Re:common and Counterbalance, NGOs based in Italy and Belgium, have published a report that calls on the European Investment Bank and other international finance institutions to take more action to tackle tax havens.
The EIB was once a leader in this area, as it was one of the first banks to have a policy on tax havens. But the report identifies several failings and incidences where public money from the EIB has ended up in tax havens despite these policies.
The report draws on the Finance Uncovered investigation of Qalaa, an Egyptian Private Equity fund, to demonstrate how EIB rules are still allowing companies receiving loans to use tax havens.
Last year Finance Uncovered revealed that the company received hundreds of millions of dollars in loans from the EIB, despite the fact it was managing its projects from companies based in the British Virgin Islands.

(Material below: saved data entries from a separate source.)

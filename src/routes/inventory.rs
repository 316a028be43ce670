//! Pharmacy-product stock, stock transfers and the stock ledger.

use axum::{
    Json, Router,
    extract::{Path, Query, State},
    routing::{get, patch, post, put},
};

use crate::{
    dto::inventory::{
        AdjustStockRequest, CreatePharmacyProductRequest, CreateStockTransferRequest,
        UpdateStockTransferStatusRequest,
    },
    error::AppResult,
    middleware::auth::AuthUser,
    models::{PharmacyProduct, StockTransfer},
    repository::{
        geo::NearestProductRow,
        stock_histories::{MonthlyStockRow, StockHistoryRow},
        stock_transfers::StockTransferRow,
    },
    response::ApiResponse,
    routes::params::{NearestProductsQuery, StockHistoryQuery, StockTransferListQuery},
    services::{pharmacy_product_service, stock_history_service, stock_transfer_service},
    state::AppState,
};

pub fn pharmacy_products_router() -> Router<AppState> {
    Router::new()
        .route("/", post(create_pharmacy_product))
        .route("/nearest", get(nearest_products))
        .route("/{id}", get(get_pharmacy_product))
        .route("/{id}/stock", patch(adjust_stock))
}

pub fn stock_transfers_router() -> Router<AppState> {
    Router::new()
        .route("/", get(list_stock_transfers).post(create_stock_transfer))
        .route("/status", put(update_stock_transfer_status))
}

pub fn stock_histories_router() -> Router<AppState> {
    Router::new()
        .route("/", get(list_stock_histories))
        .route("/report", get(stock_report))
}

#[utoipa::path(
    post,
    path = "/api/pharmacy-products",
    request_body = CreatePharmacyProductRequest,
    responses(
        (status = 200, description = "Pharmacy product created with opening stock", body = ApiResponse<PharmacyProduct>),
        (status = 400, description = "Invalid payload or product already in this pharmacy"),
        (status = 403, description = "Pharmacy belongs to another manager")
    ),
    security(("bearer_auth" = [])),
    tag = "Inventory"
)]
pub async fn create_pharmacy_product(
    State(state): State<AppState>,
    user: AuthUser,
    Json(payload): Json<CreatePharmacyProductRequest>,
) -> AppResult<Json<ApiResponse<PharmacyProduct>>> {
    Ok(Json(pharmacy_product_service::create(&state, &user, payload).await?))
}

#[utoipa::path(
    get,
    path = "/api/pharmacy-products/{id}",
    params(("id" = i64, Path, description = "Pharmacy product id")),
    responses(
        (status = 200, description = "Pharmacy product", body = ApiResponse<PharmacyProduct>),
        (status = 404, description = "Pharmacy product not found")
    ),
    tag = "Inventory"
)]
pub async fn get_pharmacy_product(
    State(state): State<AppState>,
    Path(id): Path<i64>,
) -> AppResult<Json<ApiResponse<PharmacyProduct>>> {
    Ok(Json(pharmacy_product_service::get(&state, id).await?))
}

#[utoipa::path(
    patch,
    path = "/api/pharmacy-products/{id}/stock",
    params(("id" = i64, Path, description = "Pharmacy product id")),
    request_body = AdjustStockRequest,
    responses(
        (status = 200, description = "Stock adjusted", body = ApiResponse<PharmacyProduct>),
        (status = 400, description = "Stock would go below zero")
    ),
    security(("bearer_auth" = [])),
    tag = "Inventory"
)]
pub async fn adjust_stock(
    State(state): State<AppState>,
    user: AuthUser,
    Path(id): Path<i64>,
    Json(payload): Json<AdjustStockRequest>,
) -> AppResult<Json<ApiResponse<PharmacyProduct>>> {
    Ok(Json(
        pharmacy_product_service::adjust_stock(&state, &user, id, payload).await?,
    ))
}

#[utoipa::path(
    get,
    path = "/api/pharmacy-products/nearest",
    params(
        ("longitude" = f64, Query, description = "Buyer longitude"),
        ("latitude" = f64, Query, description = "Buyer latitude"),
        ("radius" = Option<f64>, Query, description = "Search radius in meters"),
        ("categoryId" = Option<i64>, Query, description = "Category filter"),
        ("keyword" = Option<String>, Query, description = "Product name contains"),
        ("sortBy" = Option<String>, Query, description = "name, price or distance"),
        ("sort" = Option<String>, Query, description = "ASC or DESC"),
        ("page" = Option<i64>, Query, description = "Page number, default 1"),
        ("limit" = Option<i64>, Query, description = "Items per page, default 10")
    ),
    responses(
        (status = 200, description = "Available products near the buyer", body = ApiResponse<Vec<NearestProductRow>>),
        (status = 400, description = "Invalid coordinates")
    ),
    tag = "Inventory"
)]
pub async fn nearest_products(
    State(state): State<AppState>,
    Query(query): Query<NearestProductsQuery>,
) -> AppResult<Json<ApiResponse<Vec<NearestProductRow>>>> {
    Ok(Json(pharmacy_product_service::list_nearest(&state, query).await?))
}

#[utoipa::path(
    post,
    path = "/api/stock-transfers",
    request_body = CreateStockTransferRequest,
    responses(
        (status = 200, description = "Transfer requested", body = ApiResponse<StockTransfer>),
        (status = 400, description = "Invalid pharmacies or not enough stock at the sender")
    ),
    security(("bearer_auth" = [])),
    tag = "Inventory"
)]
pub async fn create_stock_transfer(
    State(state): State<AppState>,
    user: AuthUser,
    Json(payload): Json<CreateStockTransferRequest>,
) -> AppResult<Json<ApiResponse<StockTransfer>>> {
    Ok(Json(stock_transfer_service::create(&state, &user, payload).await?))
}

#[utoipa::path(
    get,
    path = "/api/stock-transfers",
    params(
        ("status" = Option<String>, Query, description = "Pending, Processed or Canceled"),
        ("page" = Option<i64>, Query, description = "Page number, default 1"),
        ("limit" = Option<i64>, Query, description = "Items per page, default 10")
    ),
    responses(
        (status = 200, description = "Stock transfer requests", body = ApiResponse<Vec<StockTransferRow>>)
    ),
    security(("bearer_auth" = [])),
    tag = "Inventory"
)]
pub async fn list_stock_transfers(
    State(state): State<AppState>,
    user: AuthUser,
    Query(query): Query<StockTransferListQuery>,
) -> AppResult<Json<ApiResponse<Vec<StockTransferRow>>>> {
    Ok(Json(stock_transfer_service::list(&state, &user, query).await?))
}

#[utoipa::path(
    put,
    path = "/api/stock-transfers/status",
    request_body = UpdateStockTransferStatusRequest,
    responses(
        (status = 200, description = "Transfer status updated", body = ApiResponse<StockTransfer>),
        (status = 400, description = "Transfer is no longer pending or sender lacks stock")
    ),
    security(("bearer_auth" = [])),
    tag = "Inventory"
)]
pub async fn update_stock_transfer_status(
    State(state): State<AppState>,
    user: AuthUser,
    Json(payload): Json<UpdateStockTransferStatusRequest>,
) -> AppResult<Json<ApiResponse<StockTransfer>>> {
    Ok(Json(
        stock_transfer_service::update_status(&state, &user, payload).await?,
    ))
}

#[utoipa::path(
    get,
    path = "/api/stock-histories",
    params(
        ("pharmacyId" = Option<i64>, Query, description = "Pharmacy filter"),
        ("keyword" = Option<String>, Query, description = "Product name contains"),
        ("page" = Option<i64>, Query, description = "Page number, default 1"),
        ("limit" = Option<i64>, Query, description = "Items per page, default 10")
    ),
    responses(
        (status = 200, description = "Stock ledger rows, newest first", body = ApiResponse<Vec<StockHistoryRow>>)
    ),
    security(("bearer_auth" = [])),
    tag = "Inventory"
)]
pub async fn list_stock_histories(
    State(state): State<AppState>,
    user: AuthUser,
    Query(query): Query<StockHistoryQuery>,
) -> AppResult<Json<ApiResponse<Vec<StockHistoryRow>>>> {
    Ok(Json(stock_history_service::list(&state, &user, query).await?))
}

#[utoipa::path(
    get,
    path = "/api/stock-histories/report",
    params(
        ("pharmacyId" = Option<i64>, Query, description = "Pharmacy filter"),
        ("keyword" = Option<String>, Query, description = "Product name contains"),
        ("page" = Option<i64>, Query, description = "Page number, default 1"),
        ("limit" = Option<i64>, Query, description = "Items per page, default 10")
    ),
    responses(
        (status = 200, description = "Monthly additions, deductions and closing stock", body = ApiResponse<Vec<MonthlyStockRow>>)
    ),
    security(("bearer_auth" = [])),
    tag = "Inventory"
)]
pub async fn stock_report(
    State(state): State<AppState>,
    user: AuthUser,
    Query(query): Query<StockHistoryQuery>,
) -> AppResult<Json<ApiResponse<Vec<MonthlyStockRow>>>> {
    Ok(Json(
        stock_history_service::monthly_report(&state, &user, query).await?,
    ))
}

Re:common and Counterbalance recommends that the bank takes steps to improve its policies in this area.
At Finance Uncovered we are really pleased to see the report take on a key failing discovered by our investigation. One of the problems identified by the Qalaa case was that the EIB tax haven policy used the OECD list to define what is and isn’t a tax haven. This list was for a couple of years empty, giving the all clear to well known tax havens such as the British Virgin Islands. Billions of dollars of public money was able to flow to lightly regulated secrecy jurisdictions.
The report recommends that the EIB should make their own assessments of secrecy jurisdictions. These assessments should draw on work from NGOs such as the Tax Justice Network’s Financial Secrecy Index.
The report is available on Counter-Balance’s website.